These new guidelines are technically for doctors, but there's an important message for parents.
If your child snores, or has other signs of interrupted sleep or breathing, you have to bring that up with your pediatrician.
Sleep disturbances are common in children and if left untreated can lead to significant health problems, researchers say.
The American Academy of Pediatrics now recommends all children or adolescents who snore regularly be screened for sleep apnea.
"Sleep apnea is a condition where there is throughout the night a collapse of the upper airway, so essentially, you stop breathing multiple times while you're sleeping- even if you're not aware of it," Dr. Charles Bae, Cleveland Clinic, said.

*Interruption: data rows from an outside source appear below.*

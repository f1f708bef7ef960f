//! D-Bus object paths.

use std::borrow::{Borrow, ToOwned};
use std::fmt;
use std::ops::Deref;
use std::str::from_utf8_unchecked;

use thiserror::Error;

use self::validation::validate;
mod validation;


/// An error raised when validating an object path.
#[derive(Debug, Clone, Copy, PartialEq, Eq, Error)]
#[error("invalid object path")]
pub struct ObjectPathError;

/// A validated D-Bus object path, such as `/org/freedesktop/DBus`.
///
/// A path is `/`, or one or more `/`-prefixed elements of ASCII letters,
/// digits and underscores.
///
/// # Examples
///
/// ```
/// use tokio_minibus::ObjectPath;
///
/// const PATH: &ObjectPath = ObjectPath::new_const(b"/org/freedesktop/DBus");
///
/// assert!(ObjectPath::new(b"/").is_ok());
/// assert!(ObjectPath::new(b"/a//b").is_err());
/// assert!(ObjectPath::new(b"").is_err());
/// ```
#[derive(PartialEq, Eq, Hash)]
#[repr(transparent)]
pub struct ObjectPath([u8]);

impl ObjectPath {
    /// The root path.
    pub const ROOT: &'static ObjectPath = ObjectPath::new_const(b"/");

    /// Construct a new validated object path.
    pub fn new(bytes: &[u8]) -> Result<&ObjectPath, ObjectPathError> {
        if !validate(bytes) {
            return Err(ObjectPathError);
        }

        // SAFETY: just validated.
        Ok(unsafe { ObjectPath::new_unchecked(bytes) })
    }

    /// Construct an object path from a constant, panicking at compile time
    /// if it is not valid.
    pub const fn new_const(bytes: &'static [u8]) -> &'static ObjectPath {
        if !validate(bytes) {
            panic!("invalid object path");
        }

        // SAFETY: just validated.
        unsafe { ObjectPath::new_unchecked(bytes) }
    }

    /// Construct an object path without validation.
    ///
    /// # Safety
    ///
    /// Caller must ensure the byte slice is a valid object path.
    pub(crate) const unsafe fn new_unchecked(bytes: &[u8]) -> &ObjectPath {
        // SAFETY: ObjectPath is repr(transparent) over [u8].
        &*(bytes as *const [u8] as *const ObjectPath)
    }

    /// The path as a byte slice.
    pub fn as_bytes(&self) -> &[u8] {
        &self.0
    }

    /// The path as a string.
    pub fn as_str(&self) -> &str {
        // SAFETY: validated paths are ASCII.
        unsafe { from_utf8_unchecked(&self.0) }
    }
}

impl fmt::Debug for ObjectPath {
    #[inline]
    fn fmt(&self, f: &mut fmt::Formatter<'_>) -> fmt::Result {
        f.debug_tuple("ObjectPath").field(&self.as_str()).finish()
    }
}

impl fmt::Display for ObjectPath {
    #[inline]
    fn fmt(&self, f: &mut fmt::Formatter<'_>) -> fmt::Result {
        f.write_str(self.as_str())
    }
}

impl AsRef<ObjectPath> for ObjectPath {
    #[inline]
    fn as_ref(&self) -> &ObjectPath {
        self
    }
}

impl ToOwned for ObjectPath {
    type Owned = ObjectPathBuf;

    #[inline]
    fn to_owned(&self) -> ObjectPathBuf {
        ObjectPathBuf(self.0.to_vec())
    }
}

impl<'a> TryFrom<&'a str> for &'a ObjectPath {
    type Error = ObjectPathError;

    #[inline]
    fn try_from(s: &'a str) -> Result<Self, ObjectPathError> {
        ObjectPath::new(s.as_bytes())
    }
}

/// The owned variant of an [`ObjectPath`], which it dereferences to.
#[derive(Clone, PartialEq, Eq, Hash)]
pub struct ObjectPathBuf(Vec<u8>);

impl Deref for ObjectPathBuf {
    type Target = ObjectPath;

    #[inline]
    fn deref(&self) -> &ObjectPath {
        // SAFETY: construction ensures the path is valid.
        unsafe { ObjectPath::new_unchecked(&self.0) }
    }
}

impl fmt::Debug for ObjectPathBuf {
    #[inline]
    fn fmt(&self, f: &mut fmt::Formatter<'_>) -> fmt::Result {
        f.debug_tuple("ObjectPathBuf").field(&self.as_str()).finish()
    }
}

impl fmt::Display for ObjectPathBuf {
    #[inline]
    fn fmt(&self, f: &mut fmt::Formatter<'_>) -> fmt::Result {
        f.write_str(self.as_str())
    }
}

impl Borrow<ObjectPath> for ObjectPathBuf {
    #[inline]
    fn borrow(&self) -> &ObjectPath {
        self
    }
}

impl AsRef<ObjectPath> for ObjectPathBuf {
    #[inline]
    fn as_ref(&self) -> &ObjectPath {
        self
    }
}

impl From<&ObjectPath> for ObjectPathBuf {
    #[inline]
    fn from(path: &ObjectPath) -> Self {
        path.to_owned()
    }
}

impl TryFrom<&str> for ObjectPathBuf {
    type Error = ObjectPathError;

    #[inline]
    fn try_from(s: &str) -> Result<Self, ObjectPathError> {
        Ok(ObjectPath::new(s.as_bytes())?.to_owned())
    }
}

impl PartialEq<ObjectPath> for ObjectPathBuf {
    #[inline]
    fn eq(&self, other: &ObjectPath) -> bool {
        self.0 == other.as_bytes()
    }
}

impl PartialEq<&ObjectPath> for ObjectPathBuf {
    #[inline]
    fn eq(&self, other: &&ObjectPath) -> bool {
        self.0 == other.as_bytes()
    }
}

impl PartialEq<ObjectPathBuf> for ObjectPath {
    #[inline]
    fn eq(&self, other: &ObjectPathBuf) -> bool {
        self.as_bytes() == other.as_bytes()
    }
}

Besides snoring, kids with sleep apnea syndrome may have disturbed sleep or breathing with frequent gasps, snorts, or pauses.
They may also have daytime sleepiness or learning problems.
Research has shown that sleep apnea can cause behavioral issues, heart problems, poor growth and developmental delays.
So if your child has any of the symptoms, the new guidelines recommend a comprehensive diagnosis in an overnight sleep lab.
"It's important to treat sleep apnea. If someone is tired or if they're snoring and someone says they stop breathing, it's important to tell your doctor about this because sleep apnea is a treatable condition," Dr. Bae said.
The treatment may include removal of the tonsils, a mask that can help keep the airway open at night, or a steroid nose spray to reduce inflammation.